Sherrone Moore dished out contract extensions to six Michigan football assistant coaches ahead of the 2025 season, MLive reports, and elevated tight ends coach Steve Casula to a co-offensive coordinator role. Casula joins first-year Wolverines assistant Chip Lindsey atop the offense, though it is unclear what his duties will entail given that Lindsey joined the staff to become the program’s play-caller.
Casula’s new deal runs for two years and pays him $500,000 annually, which includes a 25% pay raise from his original contract, according to the report. The tight ends coach is in his second season at Michigan and made his debut as part of Moore’s inaugural staff last fall. He served as the Wolverines’ interim offensive coordinator in last year’s ReliaQuest Bowl victory over Alabama after Michigan fired Kirk Campbell.
While Casula carries seven years of offensive coordinator experience, the upcoming campaign will be his first at the Power Four level. He previously served as the first offensive coordinator in Davenport history as he helped build the NAIA program from the ground up, and he also held the title at Division II Ferris State and, most recently, UMass.
Casula pairs with an experienced coordinator in Lindsey, who most recently produced a premier NFL prospect in Drake Maye during his stint at North Carolina. Lindsey holds extensive FBS experience with previous offensive coordinator stops at UNC, UCF, Auburn, Arizona State and Southern Miss.
Michigan’s co-offensive coordinators are in for a potentially exciting 2025 campaign as top overall recruit Bryce Underwood arrived earlier this offseason as a potential Week 1 starting quarterback. The five-star prospect participated in spring practices and has a clear path to the starting lineup given that incoming transfer Mikey Keene missed camp with an injury. Underwood, even as an inexperienced true freshman, could deliver a spark to an offense that ranked just 14th in the Big Ten with 22.0 points per game and 17th with 286.2 yards per contest.
Among the other assistants to secure contract extensions, running backs coach Tony Alford and defensive line coach Lou Esposito also landed pay raises. Alford will make $900,000 annually over his three-year deal (up from $850,000) and Esposito is set to earn $600,000 per year on a two-year agreement (an increase from $500,000).
Wide receivers coach Ron Bellamy, defensive backs coach LaMar Morgan and offensive line coach Grant Newsome all received extensions through the 2026 season but did not secure pay raises.
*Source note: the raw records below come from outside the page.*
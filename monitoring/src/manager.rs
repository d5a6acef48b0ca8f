// File: monitoring/src/manager.rs
//! Installs the monitoring stack into a data directory and exposes the
//! scrape target operations of its Prometheus service

use registry::{DataDir, MonitoringStack};
use std::time::Duration;
use tracing::{info, instrument};

use crate::errors::{MonitoringError, Result};
use crate::services::{
    MonitoringService, Options, PrometheusService, ServiceApi, ServiceOptions, Target,
    TargetChanges,
};

pub struct MonitoringManager {
    datadir: DataDir,
    services: Vec<MonitoringService>,
    overrides: Options,
    stack: Option<MonitoringStack>,
}

impl MonitoringManager {
    /// `overrides` take precedence over the services' default options.
    /// `reload_timeout` bounds Prometheus reload requests.
    pub fn new(
        datadir: DataDir,
        mut services: Vec<MonitoringService>,
        overrides: Options,
        reload_timeout: Option<Duration>,
    ) -> Self {
        for service in &mut services {
            if let Some(prometheus) = service.as_prometheus_mut() {
                prometheus.set_reload_timeout(reload_timeout);
            }
        }
        Self {
            datadir,
            services,
            overrides,
            stack: None,
        }
    }

    /// Default options of every service with the overrides applied
    pub fn options(&self) -> Options {
        let mut options: Options = self.services.iter().flat_map(|s| s.dot_env()).collect();
        options.extend(self.overrides.clone());
        options
    }

    pub fn services(&self) -> &[MonitoringService] {
        &self.services
    }

    pub fn stack(&self) -> Option<&MonitoringStack> {
        self.stack.as_ref()
    }

    /// Create the stack on first use, writing every service's config files
    /// and `.env`, then initialize the services. Options persisted by an
    /// earlier install take precedence over the current ones.
    #[instrument(skip(self))]
    pub fn install(&mut self) -> Result<()> {
        let options = self.options();
        let services = &self.services;
        let stack = self.datadir.monitoring_stack_with(|stack| -> Result<()> {
            let service_options = ServiceOptions {
                stack: stack.clone(),
                dotenv: options.clone(),
            };
            for service in services {
                service.setup(&service_options)?;
            }
            stack.write_dotenv(&options)?;
            info!("Installed monitoring stack at {}", stack.path().display());
            Ok(())
        })?;

        let mut effective = options;
        if stack.installed()? {
            effective.extend(stack.read_dotenv()?);
        }
        for service in &mut self.services {
            service.init(ServiceOptions {
                stack: stack.clone(),
                dotenv: effective.clone(),
            })?;
        }
        self.stack = Some(stack);
        Ok(())
    }

    fn prometheus_mut(&mut self) -> Result<&mut PrometheusService> {
        self.services
            .iter_mut()
            .find_map(MonitoringService::as_prometheus_mut)
            .ok_or(MonitoringError::PrometheusNotConfigured)
    }

    pub async fn add_target(&mut self, endpoint: &str, instance_id: &str) -> Result<()> {
        self.prometheus_mut()?.add_target(endpoint, instance_id).await
    }

    pub async fn remove_target(&mut self, endpoint: &str) -> Result<()> {
        self.prometheus_mut()?.remove_target(endpoint).await
    }

    pub async fn sync_targets(&mut self, desired: &[Target]) -> Result<TargetChanges> {
        self.prometheus_mut()?.sync_targets(desired).await
    }

    /// Delete the stack directory with all service configuration
    #[instrument(skip(self))]
    pub fn uninstall(&mut self) -> Result<()> {
        self.datadir.remove_monitoring_stack()?;
        self.stack = None;
        info!("Uninstalled monitoring stack");
        Ok(())
    }
}

#[cfg(test)]
mod tests {
    use super::*;
    use registry::{Fs, MemFs, MemLocker};
    use std::path::Path;
    use std::sync::Arc;

    fn manager(services: Vec<MonitoringService>, overrides: Options) -> (MemFs, MonitoringManager) {
        let fs = MemFs::new();
        let datadir = DataDir::new("/data", Arc::new(fs.clone()), Arc::new(MemLocker::new())).unwrap();
        (fs, MonitoringManager::new(datadir, services, overrides, None))
    }

    #[test]
    fn test_install_writes_service_files() {
        let (fs, mut manager) = manager(MonitoringService::defaults(), Options::new());
        manager.install().unwrap();

        for file in [
            "/data/monitoring/.env",
            "/data/monitoring/.lock",
            "/data/monitoring/prometheus/prometheus.yml",
            "/data/monitoring/grafana/provisioning/datasources/datasource.yml",
            "/data/monitoring/grafana/provisioning/dashboards/dashboards.yml",
        ] {
            assert!(fs.exists(Path::new(file)).unwrap(), "missing {}", file);
        }

        let datasource = fs
            .read(Path::new("/data/monitoring/grafana/provisioning/datasources/datasource.yml"))
            .unwrap();
        assert!(String::from_utf8(datasource).unwrap().contains("http://prometheus:9090"));
    }

    #[test]
    fn test_overrides_are_persisted_and_win_later() {
        let overrides = Options::from([("PROM_PORT".to_string(), "19090".to_string())]);
        let (fs, mut manager) = manager(MonitoringService::defaults(), overrides);
        manager.install().unwrap();

        let dotenv = String::from_utf8(fs.read(Path::new("/data/monitoring/.env")).unwrap()).unwrap();
        assert!(dotenv.contains("PROM_PORT=19090"));
        assert!(dotenv.contains("GRAFANA_PORT=3000"));

        let datadir = DataDir::new("/data", Arc::new(fs.clone()), Arc::new(MemLocker::new())).unwrap();
        let mut second = MonitoringManager::new(datadir, MonitoringService::defaults(), Options::new(), None);
        second.install().unwrap();
        let port = second
            .services
            .iter_mut()
            .find_map(MonitoringService::as_prometheus_mut)
            .map(|p| p.port());
        assert_eq!(port, Some(19090));
    }

    #[test]
    fn test_failed_setup_leaves_no_stack() {
        let overrides = Options::from([("NODE_EXPORTER_PORT".to_string(), String::new())]);
        let (fs, mut manager) = manager(MonitoringService::defaults(), overrides);

        let err = manager.install().unwrap_err();
        assert!(matches!(err, MonitoringError::InvalidOptions { ref key, .. } if key == "NODE_EXPORTER_PORT"));
        assert!(!fs.exists(Path::new("/data/monitoring")).unwrap());
        assert!(manager.stack().is_none());
    }

    #[tokio::test]
    async fn test_target_ops_without_prometheus() {
        let (_fs, mut manager) = manager(Vec::new(), Options::new());
        manager.install().unwrap();
        let err = manager.add_target("http://a:1", "x").await.unwrap_err();
        assert!(matches!(err, MonitoringError::PrometheusNotConfigured));
    }

    #[test]
    fn test_uninstall_removes_stack() {
        let (fs, mut manager) = manager(MonitoringService::defaults(), Options::new());
        manager.install().unwrap();
        manager.uninstall().unwrap();
        assert!(!fs.exists(Path::new("/data/monitoring")).unwrap());
        assert!(matches!(
            manager.uninstall(),
            Err(MonitoringError::Registry(registry::RegistryError::MonitoringStackNotFound { .. }))
        ));
    }
}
Moore remains on his initial five-year contract as the Michigan head coach and enters his second season at the helm on the heels of an 8-5 campaign. Defensive coordinator Wink Martindale, special teams coordinator J.B. Brown and linebackers coach Brian Jean-Mary did not receive contract extensions, either. Brown’s deal expires at the end of the 2025 season while the others’ run through 2026.